A critical quality control consideration, both in the design and data quality assessment for ChIP-seq experiments, is to understand the sequencing depth required to obtain a high-quality dataset. Adequate sequencing depth depends on the target factors, size of the genome, as well as the number and size of the binding sites of the protein [9]. Useful guidelines have been provided by the modENCODE and ENCODE consortia about the required read depth to obtain adequate high-quality data for downstream analysis [10–12]. Despite the recommendations, sequencing libraries can be of low-quality due to technical problems, displaying weak or no enrichment compared to input or negative control. In that case, increased sequencing will not add to the quality of the dataset and it will be necessary to repeat the experiment. Therefore, the development of effective, easy-to-use tools for informing decisions on whether further sequencing with increased read depth would improve data quality would be broadly beneficial to the field.

Here, we introduce Peaksat, a new tool developed to evaluate read requirements and peak saturation in ChIP-seq experiments. Peaksat can be applied more generally for estimating target read depths for other sequence-enrichment studies, including Cut&Run and ATAC-seq. Peaksat is an open-source R package with minimal dependencies. Here, the usability of Peaksat is demonstrated with a case study that investigates the distinctive read depth requirements for ChIP-seq analysis of two closely related histone H4 acetylation PTMs across different human breast cancer cell lines.

Materials & Methods

Cell Culture & ChIP-seq

Cell lines were cultured as described previously in [13]. The human breast cancer cell line MCF10A [14] was purchased from the ATCC, and the cell lines MCF10AT1 [15], MCF10CA1a [16] and MCF10DCIS [17] are a gift from Jeff Nickerson's lab. ChIP-seq assays for histone H4 H4K5ac and H4K8ac were performed as described by O'Green et al. [18]. Biological replicates for ChIP-seq experiments were generated for each cell line from different cell passages. The correspondent cells without the addition of antibodies (input libraries) were used as the ChIP controls. Each library was sequenced across two separate lanes of 75bp single end Illumina sequencing. Since histone H4 acetylation modifications aren't well characterized, we performed the initial sequencing with an arbitrary depth of 10-15M reads. We then further sequenced these samples with re-pooled libraries to reach the read depth estimated by peaksat required to reach peak saturation. Data quality was assessed using the seqsetvis [19] and ssvQC R package (version 1.0.6) [20] using 1,000 peaks randomly selected from the merger of all peak calls per histone modification in terms of replicate overlap and FRIP (fraction of reads in peaks, [10]).

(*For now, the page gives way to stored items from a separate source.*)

use ndarray::ArrayD;
use rand::Rng;

use super::{Model, Sequential};
use crate::{MlErr, Result, optimization::Optimizer};

/// A model bundled with the parameters and the gradient buffer it exclusively owns.
///
/// Optimizers only ever see the buffers of the network they are handed to, so two networks
/// never share parameters.
#[derive(Debug, Clone)]
pub struct Network<M = Sequential> {
    model: M,
    params: Vec<f32>,
    grad: Vec<f32>,
}

impl<M: Model> Network<M> {
    /// Creates a new `Network` from existing parameters.
    ///
    /// # Arguments
    /// * `model` - The model.
    /// * `params` - Its parameters.
    ///
    /// # Returns
    /// A new `Network` or an error if `params` doesn't have the size of the model.
    pub fn new(model: M, params: Vec<f32>) -> Result<Self> {
        let size = model.size();
        if params.len() != size {
            return Err(MlErr::SizeMismatch {
                what: "network parameters",
                got: params.len(),
                expected: size,
            });
        }

        Ok(Self {
            model,
            params,
            grad: vec![0.; size],
        })
    }

    /// Creates a new `Network` with freshly initialized parameters.
    pub fn init<R: Rng + 'static>(model: M, rng: R) -> Result<Self> {
        let params = model.init_params(rng)?;
        Self::new(model, params)
    }

    pub fn size(&self) -> usize {
        self.params.len()
    }

    pub fn params(&self) -> &[f32] {
        &self.params
    }

    pub fn grad(&self) -> &[f32] {
        &self.grad
    }

    /// Replaces the parameters, e.g. with the ones of a checkpoint.
    pub fn load_params(&mut self, params: Vec<f32>) -> Result<()> {
        if params.len() != self.params.len() {
            return Err(MlErr::SizeMismatch {
                what: "loaded parameters",
                got: params.len(),
                expected: self.params.len(),
            });
        }

        self.params = params;
        Ok(())
    }

    pub fn forward(&mut self, x: ArrayD<f32>) -> Result<ArrayD<f32>> {
        self.model.forward(&self.params, x)
    }

    /// Backpropagates `d` through the last forward pass, accumulating into the gradient.
    pub fn backward(&mut self, d: ArrayD<f32>) -> Result<ArrayD<f32>> {
        self.model.backward(&self.params, &mut self.grad, d)
    }

    pub fn zero_grad(&mut self) {
        self.grad.fill(0.);
    }

    /// Applies one update of `optimizer` with the accumulated gradient.
    pub fn optimize<O: Optimizer + ?Sized>(&mut self, optimizer: &mut O) -> Result<()> {
        optimizer.update_params(&self.grad, &mut self.params)
    }
}
/// A `ParamGen` generates values for the initial state of a network's parameters.
pub trait ParamGen {
    /// Should sample at most `n` parameters.
    ///
    /// # Arguments
    /// * `n` - The upper limit of samples to generate.
    ///
    /// # Returns
    /// `None` if the generator is exhausted.
    fn sample(&mut self, n: usize) -> Option<Vec<f32>>;
}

Peak saturation pipeline and quality control analysis

We developed the Peaksat R package to estimate target read depth required for epigenomic profiles generated by ChIP-seq and other sequence-based enrichment assays. The required input files are bam files. Raw fastq files were aligned to the human genome (hg38) using STAR aligner (version 2.7.7a) [21]. If the number of total expected peaks is not known, i.e., for an uncharacterized factor, then the creation of a meta-pool that includes all libraries available for this factor is recommended. The purpose of the meta-pool is to include enough reads in a single sample so that saturation will be reached with at least the meta-pool, if that is possible with the data provided. The Peaksat pipeline is capable of organizing data by ChIP-seq target factor and then creating pooled bam files for any biological replicates. Once the aligned bam files have been assembled, then the primary processing step of Peaksat can be applied to unpooled replicates, pooled replicates, and meta-pools.

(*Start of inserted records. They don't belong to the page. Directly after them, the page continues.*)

use std::collections::VecDeque;

use trainer::{
    AdversarialSteps, BalanceController, LossTriple, StepCounters, StepKind, Thresholds,
};

#[derive(Debug, Clone, PartialEq)]
struct StepFailed(&'static str);

/// Replays scripted losses and records the steps called and the batches they got.
#[derive(Default)]
struct Scripted {
    replies: VecDeque<LossTriple>,
    fail_on: Option<StepKind>,
    calls: Vec<(StepKind, u32)>,
}

impl Scripted {
    fn replying(replies: impl IntoIterator<Item = LossTriple>) -> Self {
        Self {
            replies: replies.into_iter().collect(),
            ..Default::default()
        }
    }

    fn reply(&mut self, kind: StepKind, batch: &u32) -> Result<LossTriple, StepFailed> {
        self.calls.push((kind, *batch));
        if self.fail_on == Some(kind) {
            return Err(StepFailed("diverged"));
        }

        Ok(self
            .replies
            .pop_front()
            .expect("a step ran more times than scripted"))
    }

    fn kinds(&self) -> Vec<StepKind> {
        self.calls.iter().map(|(kind, _)| *kind).collect()
    }
}

impl AdversarialSteps for Scripted {
    type Batch = u32;
    type Error = StepFailed;

    fn step_discriminator_on_fake(&mut self, batch: &u32) -> Result<LossTriple, StepFailed> {
        self.reply(StepKind::DiscriminatorOnFake, batch)
    }

    fn step_generator(&mut self, batch: &u32) -> Result<LossTriple, StepFailed> {
        self.reply(StepKind::Generator, batch)
    }

    fn step_discriminator_on_real(&mut self, batch: &u32) -> Result<LossTriple, StepFailed> {
        self.reply(StepKind::DiscriminatorOnReal, batch)
    }
}

fn controller(losses: LossTriple) -> BalanceController {
    BalanceController::with_losses(Thresholds::default(), losses).unwrap()
}

#[test]
fn balanced_losses_run_nothing() {
    let losses = LossTriple::new(0.2, 0.3, 0.1);
    let mut controller = controller(losses);
    let mut steps = Scripted::default();

    let it = controller.iterate(&mut steps, &0).unwrap();

    assert!(it.steps.is_empty());
    assert!(steps.calls.is_empty());
    assert_eq!(it.losses, losses);
    assert_eq!(it.counters, StepCounters::default());
    assert!(controller.state().is_balanced());
}

#[test]
fn only_the_fake_loss_is_high() {
    let mut controller = controller(LossTriple::new(0.1, 0.9, 0.1));
    let mut steps = Scripted::replying([LossTriple::new(0.1, 0.5, 0.1)]);

    let it = controller.iterate(&mut steps, &0).unwrap();

    assert_eq!(it.steps, vec![StepKind::DiscriminatorOnFake]);
    assert_eq!(it.counters.fake_steps, 1);
    assert_eq!(it.counters.total(), 1);
}

#[test]
fn steps_run_in_order_on_the_latest_losses() {
    let mut controller = controller(LossTriple::new(0.9, 0.9, 0.9));
    let mut steps = Scripted::replying([
        LossTriple::new(0.9, 0.7, 0.9),
        LossTriple::new(0.9, 0.7, 0.8),
        LossTriple::new(0.7, 0.7, 0.8),
    ]);

    let it = controller.iterate(&mut steps, &7).unwrap();

    assert_eq!(it.steps, StepKind::ORDER.to_vec());
    assert_eq!(
        steps.calls,
        vec![
            (StepKind::DiscriminatorOnFake, 7),
            (StepKind::Generator, 7),
            (StepKind::DiscriminatorOnReal, 7),
        ]
    );
    assert_eq!(it.losses, LossTriple::new(0.7, 0.7, 0.8));
}

#[test]
fn a_step_can_disable_the_checks_after_it() {
    let mut controller = controller(LossTriple::new(0.9, 0.9, 0.9));
    let mut steps = Scripted::replying([LossTriple::new(0.1, 0.7, 0.2)]);

    let it = controller.iterate(&mut steps, &0).unwrap();

    assert_eq!(it.steps, vec![StepKind::DiscriminatorOnFake]);
    assert_eq!(it.losses, LossTriple::new(0.1, 0.7, 0.2));
}

#[test]
fn losses_equal_to_their_watermarks_run_nothing() {
    let mut controller = controller(LossTriple::new(0.45, 0.6, 0.5));
    let mut steps = Scripted::default();

    let it = controller.iterate(&mut steps, &0).unwrap();

    assert!(it.steps.is_empty());
    assert_eq!(it.counters.total(), 0);
}

#[test]
fn counters_add_up_and_reset_keeps_losses() {
    let mut controller = controller(LossTriple::new(0.9, 0.9, 0.9));
    let high = LossTriple::new(0.9, 0.9, 0.9);
    let mut steps = Scripted::replying([
        high,
        high,
        high,
        LossTriple::new(0.9, 0.1, 0.1),
        LossTriple::new(0.1, 0.1, 0.1),
    ]);

    controller.iterate(&mut steps, &0).unwrap();
    controller.iterate(&mut steps, &1).unwrap();

    let counters = controller.counters();
    assert_eq!(counters.fake_steps, 2);
    assert_eq!(counters.gen_steps, 1);
    assert_eq!(counters.real_steps, 2);
    assert_eq!(counters.total() as usize, steps.calls.len());

    let losses = controller.losses();
    assert_eq!(controller.reset_counters(), counters);
    assert_eq!(controller.counters(), StepCounters::default());
    assert_eq!(controller.losses(), losses);
}

#[test]
fn a_failing_step_aborts_the_iteration() {
    let mut controller = controller(LossTriple::new(0.9, 0.9, 0.9));
    let mut steps = Scripted {
        fail_on: Some(StepKind::Generator),
        ..Scripted::replying([LossTriple::new(0.9, 0.7, 0.9)])
    };

    let err = controller.iterate(&mut steps, &0).unwrap_err();

    assert_eq!(err, StepFailed("diverged"));
    assert_eq!(
        steps.kinds(),
        vec![StepKind::DiscriminatorOnFake, StepKind::Generator]
    );
    assert_eq!(controller.counters().gen_steps, 0);
    assert_eq!(controller.counters().real_steps, 0);
}

#[test]
fn first_iteration_from_the_initial_losses() {
    let mut controller = BalanceController::new(Thresholds::default()).unwrap();
    assert_eq!(controller.losses(), LossTriple::new(1.0, 1.0, 0.0));

    let mut steps = Scripted::replying([
        LossTriple::new(0.5, 0.4, 0.2),
        LossTriple::new(0.3, 0.35, 0.25),
    ]);

    let it = controller.iterate(&mut steps, &0).unwrap();

    assert_eq!(
        steps.kinds(),
        vec![StepKind::DiscriminatorOnFake, StepKind::DiscriminatorOnReal]
    );
    assert_eq!(it.counters.fake_steps, 1);
    assert_eq!(it.counters.real_steps, 1);
    assert_eq!(it.counters.gen_steps, 0);
    assert_eq!(it.losses, LossTriple::new(0.3, 0.35, 0.25));
}

#[test]
fn invalid_thresholds_fail_before_training() {
    assert!(Thresholds::new(0.6, 0.5, -0.45).is_err());

    let mut thresholds = Thresholds::default();
    thresholds.fake_loss_high_watermark = f32::INFINITY;
    assert!(BalanceController::new(thresholds).is_err());
}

Then Peaksat (version 1.0.0; R version 4.1.2; Bioconductor release version 3.14) is used to coordinate down sampling (samtools view -s, version 1.3.1) and subsequent peak calling. Narrow peaks were called against input using MACS2 callpeak (version 2.1.1.20160309) [22], with the default q-value threshold of 0.01 by MACS2. We used FE (fold-enrichment) cutoff of 1 in the initial sequencing to estimate the additional read depth required, and then we used FE cutoff of 5 in the combined sequencing to explore the peak saturation profile. The main analytical steps of the Peaksat workflow are summarized in Fig. 1.

For each ChIP-seq pooled or unpooled library, Peaksat performs iterative down sampling of reads and subsequent peak calling to establish a curve of peak number vs read count (Fig. 1B). If the sequencing depth has reached a saturation point, the plateau shown in Fig. 1B, it is no longer cost-effective to sequence deeper in order to gain more meaningful peaks. If this curve represents a meta-pool, we can use the number of peaks at saturation as a target number of peaks when evaluating the un-characterized histone modification target.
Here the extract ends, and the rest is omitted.